Noi non vogliamo fare l’ errore del centrosinistra, non stiamo candidando un dirigente di partito. Prodi è un candidato che divide il Paese, un uomo che ha rappresentato il centrosinistra contro il centrodestra. Prodi, soprattutto, non è un nome condiviso e condivisibile. In questo grave momento, l’Italia ha bisogno di un presidente della Repubblica che aiuti a formare il governo. Vi è necessità di un arbitro, non di un tifoso e tantomeno di un ultrà.

 

Per quanto riguarda la Cancellieri è un nome che apprezziamo e che  personalmente stimo. Non a caso il nome della signora è stato già preso in seria considerazione da Fratelli d’Italia, ed è stato inserito fra i cinque possibili candidati al Quirinale.

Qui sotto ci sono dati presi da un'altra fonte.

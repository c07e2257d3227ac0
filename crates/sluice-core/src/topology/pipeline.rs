//! Pipeline orchestration primitives.
//!
//! Runs every configured component concurrently with shared shutdown
//! handling and jittered starts. Components here are batch runs: each one
//! finishes on its own and the runner reports how many failed.

use std::fmt::Display;
use std::future::Future;
use std::net::SocketAddr;
use std::sync::Arc;
use std::time::Duration;

use rand::Rng;
use snafu::ResultExt;
use tokio::sync::Semaphore;
use tokio::task::JoinSet;
use tokio_util::sync::CancellationToken;
use tracing::{error, info};

use crate::config::GlobalConfig;
use crate::error::{AddressParseSnafu, MetricsSnafu, PipelineSetupError};
use crate::signal::shutdown_signal;

use super::RetryPolicy;

/// Shared resources for pipeline execution.
#[derive(Clone)]
pub struct PipelineContext {
    /// Optional process-wide bound on concurrently running fan-out jobs.
    pub job_semaphore: Option<Arc<Semaphore>>,
    /// Retry policy applied to every step.
    pub retry: RetryPolicy,
    /// Maximum jitter in seconds before a component starts.
    pub poll_jitter_secs: u64,
    /// Cancellation token for graceful shutdown.
    pub shutdown: CancellationToken,
}

impl PipelineContext {
    pub fn new(global: &GlobalConfig, shutdown: CancellationToken) -> Self {
        Self {
            job_semaphore: global
                .max_parallel_jobs
                .map(|n| Arc::new(Semaphore::new(n.max(1)))),
            retry: global.retry_policy(),
            poll_jitter_secs: global.poll_jitter_secs,
            shutdown,
        }
    }
}

/// A self-contained pipeline unit that can be executed.
///
/// Implement this trait for your specific pipeline type. The runner will
/// handle spawning, jittered starts, and result collection.
pub trait Pipeline: Send + 'static {
    /// The key type used to identify this pipeline.
    type Key: Clone + Display + Send + 'static;

    /// The error type returned by this pipeline.
    type Error: std::error::Error + Send + 'static;

    /// Get a reference to the pipeline's key.
    fn key(&self) -> &Self::Key;

    /// Run this pipeline to completion.
    fn run(self) -> impl Future<Output = Result<(), Self::Error>> + Send;
}

/// Tally of a finished runner.
#[derive(Debug, Clone, Copy, Default, PartialEq, Eq)]
pub struct RunSummary {
    pub total: usize,
    pub failed: usize,
}

/// Orchestrates multiple pipeline executions with shared shutdown handling.
pub struct PipelineRunner<P: Pipeline> {
    pipelines: Vec<P>,
    shutdown: CancellationToken,
    poll_jitter_secs: u64,
    typetag: &'static str,
}

impl<P: Pipeline> PipelineRunner<P> {
    pub fn new(
        pipelines: Vec<P>,
        shutdown: CancellationToken,
        poll_jitter_secs: u64,
        typetag: &'static str,
    ) -> Self {
        Self {
            pipelines,
            shutdown,
            poll_jitter_secs,
            typetag,
        }
    }

    /// Spawn the shutdown signal handler.
    pub fn spawn_shutdown_handler(&self) {
        let shutdown = self.shutdown.clone();
        tokio::spawn(async move {
            shutdown_signal().await;
            shutdown.cancel();
        });
    }

    /// Run all pipelines to completion.
    #[allow(clippy::type_complexity)]
    pub async fn run(self) -> RunSummary {
        let mut handles: JoinSet<(P::Key, Result<(), P::Error>)> = JoinSet::new();
        let typetag = self.typetag;

        for pipeline in self.pipelines {
            let shutdown = self.shutdown.clone();
            let key = pipeline.key().clone();
            let start_jitter = random_jitter(self.poll_jitter_secs);

            handles.spawn(async move {
                if !start_jitter.is_zero() {
                    info!(
                        target = %key,
                        jitter_secs = start_jitter.as_secs(),
                        "Delaying {} start for jitter", typetag
                    );
                    if shutdown
                        .run_until_cancelled(tokio::time::sleep(start_jitter))
                        .await
                        .is_none()
                    {
                        info!(target = %key, "Shutdown requested during jitter delay");
                        return (key, Ok(()));
                    }
                }

                let result = pipeline.run().await;
                (key, result)
            });
        }

        let mut summary = RunSummary {
            total: handles.len(),
            failed: 0,
        };
        info!("Spawned {} {} tasks", summary.total, typetag);

        while let Some(result) = handles.join_next().await {
            match result {
                Ok((key, Ok(()))) => {
                    info!(target = %key, "{} completed", typetag);
                }
                Ok((key, Err(e))) => {
                    error!(target = %key, error = %e, "{} failed", typetag);
                    summary.failed += 1;
                }
                Err(e) => {
                    error!(error = %e, "{} task panicked", typetag);
                    summary.failed += 1;
                }
            }
        }

        info!(
            failed = summary.failed,
            "All {}s finished", typetag
        );
        summary
    }
}

/// Run pipelines with shared setup logic.
///
/// 1. Initialize metrics, serving them if an address is configured
/// 2. Create shutdown token and pipeline context
/// 3. Create pipelines via the provided closure
/// 4. Run all pipelines with graceful shutdown handling
///
/// Returns an error if any pipeline failed.
pub async fn run_pipelines<P, F>(
    metrics_address: Option<&str>,
    global: &GlobalConfig,
    typetag: &'static str,
    create_pipelines: F,
) -> Result<(), PipelineSetupError>
where
    P: Pipeline,
    F: FnOnce(PipelineContext) -> Vec<P>,
{
    let addr: Option<SocketAddr> = metrics_address
        .map(str::parse)
        .transpose()
        .context(AddressParseSnafu)?;
    crate::metrics::init_global(addr).context(MetricsSnafu)?;

    let shutdown = CancellationToken::new();
    let context = PipelineContext::new(global, shutdown.clone());

    let pipelines = create_pipelines(context);

    let runner = PipelineRunner::new(pipelines, shutdown, global.poll_jitter_secs, typetag);
    runner.spawn_shutdown_handler();
    let summary = runner.run().await;

    if summary.failed > 0 {
        return Err(PipelineSetupError::ComponentsFailed {
            failed: summary.failed,
            total: summary.total,
            typetag,
        });
    }
    Ok(())
}

/// Generate a random jitter duration up to the specified maximum seconds.
pub fn random_jitter(max_secs: u64) -> Duration {
    if max_secs > 0 {
        Duration::from_millis(rand::rng().random_range(0..max_secs * 1000))
    } else {
        Duration::ZERO
    }
}
//! Safe construction of warehouse SQL text.
//!
//! Values discovered at runtime (category names) only enter SQL through
//! [`quote_string`]; identifiers only through [`TableName`] and
//! [`quote_identifier`].

use std::fmt;
use std::str::FromStr;

use serde::{Deserialize, Deserializer, Serialize, Serializer};

use crate::error::WarehouseError;

/// Quote a value as a GoogleSQL string literal.
///
/// ```
/// use sluice_core::warehouse::quote_string;
///
/// assert_eq!(quote_string("India"), "'India'");
/// assert_eq!(quote_string("Cote d'Ivoire"), r"'Cote d\'Ivoire'");
/// ```
pub fn quote_string(value: &str) -> String {
    let mut quoted = String::with_capacity(value.len() + 2);
    quoted.push('\'');
    for c in value.chars() {
        match c {
            '\\' => quoted.push_str(r"\\"),
            '\'' => quoted.push_str(r"\'"),
            '"' => quoted.push_str("\\\""),
            '`' => quoted.push_str("\\`"),
            '\n' => quoted.push_str(r"\n"),
            '\r' => quoted.push_str(r"\r"),
            '\t' => quoted.push_str(r"\t"),
            c if c.is_control() => quoted.push_str(&format!("\\u{:04x}", c as u32)),
            c => quoted.push(c),
        }
    }
    quoted.push('\'');
    quoted
}

/// Quote a column or table identifier with backticks.
///
/// Identifiers containing backticks, backslashes or line breaks are rejected
/// rather than escaped.
pub fn quote_identifier(name: &str) -> Result<String, WarehouseError> {
    validate_identifier(name).map_err(|reason| WarehouseError::InvalidIdentifier {
        name: name.to_string(),
        reason,
    })?;
    Ok(format!("`{name}`"))
}

fn validate_identifier(name: &str) -> Result<(), &'static str> {
    if name.trim().is_empty() {
        return Err("must not be empty");
    }
    if name.contains(['`', '\\']) {
        return Err("must not contain backticks or backslashes");
    }
    if name.chars().any(char::is_control) {
        return Err("must not contain control characters");
    }
    Ok(())
}

/// Fully-qualified `project.dataset.table` name.
#[derive(Debug, Clone, PartialEq, Eq, Hash)]
pub struct TableName {
    project: String,
    dataset: String,
    table: String,
}

impl TableName {
    /// Build a table name from its three parts.
    pub fn new(
        project: impl Into<String>,
        dataset: impl Into<String>,
        table: impl Into<String>,
    ) -> Result<Self, WarehouseError> {
        let name = Self {
            project: project.into(),
            dataset: dataset.into(),
            table: table.into(),
        };

        for part in [&name.project, &name.dataset, &name.table] {
            let reason = if part.is_empty() {
                Some("every part must be non-empty")
            } else if part.contains('.') {
                Some("parts must not contain '.'")
            } else {
                validate_identifier(part).err()
            };
            if let Some(reason) = reason {
                return Err(WarehouseError::InvalidTableName {
                    name: name.to_string(),
                    reason,
                });
            }
        }
        Ok(name)
    }

    pub fn project(&self) -> &str {
        &self.project
    }

    pub fn dataset(&self) -> &str {
        &self.dataset
    }

    pub fn table(&self) -> &str {
        &self.table
    }

    /// Backtick-quoted form for use in SQL text.
    pub fn quoted(&self) -> String {
        format!("`{}.{}.{}`", self.project, self.dataset, self.table)
    }
}

impl fmt::Display for TableName {
    fn fmt(&self, f: &mut fmt::Formatter<'_>) -> fmt::Result {
        write!(f, "{}.{}.{}", self.project, self.dataset, self.table)
    }
}

impl FromStr for TableName {
    type Err = WarehouseError;

    fn from_str(s: &str) -> Result<Self, Self::Err> {
        let s = s.trim().trim_matches('`');
        let mut parts = s.split('.');
        match (parts.next(), parts.next(), parts.next(), parts.next()) {
            (Some(project), Some(dataset), Some(table), None) => {
                Self::new(project, dataset, table)
            }
            _ => Err(WarehouseError::InvalidTableName {
                name: s.to_string(),
                reason: "expected project.dataset.table",
            }),
        }
    }
}

impl Serialize for TableName {
    fn serialize<S: Serializer>(&self, serializer: S) -> Result<S::Ok, S::Error> {
        serializer.collect_str(self)
    }
}

impl<'de> Deserialize<'de> for TableName {
    fn deserialize<D: Deserializer<'de>>(deserializer: D) -> Result<Self, D::Error> {
        let s = String::deserialize(deserializer)?;
        s.parse().map_err(serde::de::Error::custom)
    }
}
//! Error types for the sluice uploader.

use snafu::prelude::*;

pub use sluice_core::error::{ConfigError, StorageError};

/// Errors that end an upload run.
///
/// A file that cannot be opened is not an error: it is skipped and counted.
#[derive(Debug, Snafu)]
#[snafu(visibility(pub))]
pub enum UploadError {
    /// The watch directory could not be listed.
    #[snafu(display("Failed to read watch directory {}: {source}", path.display()))]
    ReadDir {
        path: std::path::PathBuf,
        source: std::io::Error,
    },

    /// A file was opened but reading it failed.
    #[snafu(display("Failed to read {}: {source}", path.display()))]
    ReadFile {
        path: std::path::PathBuf,
        source: std::io::Error,
    },

    /// The destination could not be set up.
    #[snafu(display("Failed to open destination {url}: {source}"))]
    Destination { url: String, source: StorageError },

    /// Writing an object to the destination failed.
    #[snafu(display("Failed to upload {} to {url}: {source}", path.display()))]
    Upload {
        path: std::path::PathBuf,
        url: String,
        source: StorageError,
    },

    /// The configured UTC offset or date format is unusable.
    #[snafu(display("Invalid watch configuration: {source}"))]
    Config { source: ConfigError },
}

Per il resto, da prefetto ha un’ottima conoscenza dell’apparato dello Stato e come ministro dell’Interno ha fatto un inizio di esperienza politica: e poi, mi pare una donna decisamente intelligente, una persona che impara in fretta…

 

In una situazione come quella che si è creata la sua candidatura può starci, a patto che Monti non la lanci per dimostrare che lui conta ancora qualcosa. C’è un limite che non si può oltrepassare: neanche lontanamente la signora deve apparire una candidata con la casacca di Monti. Sarebbe il modo migliore per uccidere la candidatura di Anna Maria Cancellieri.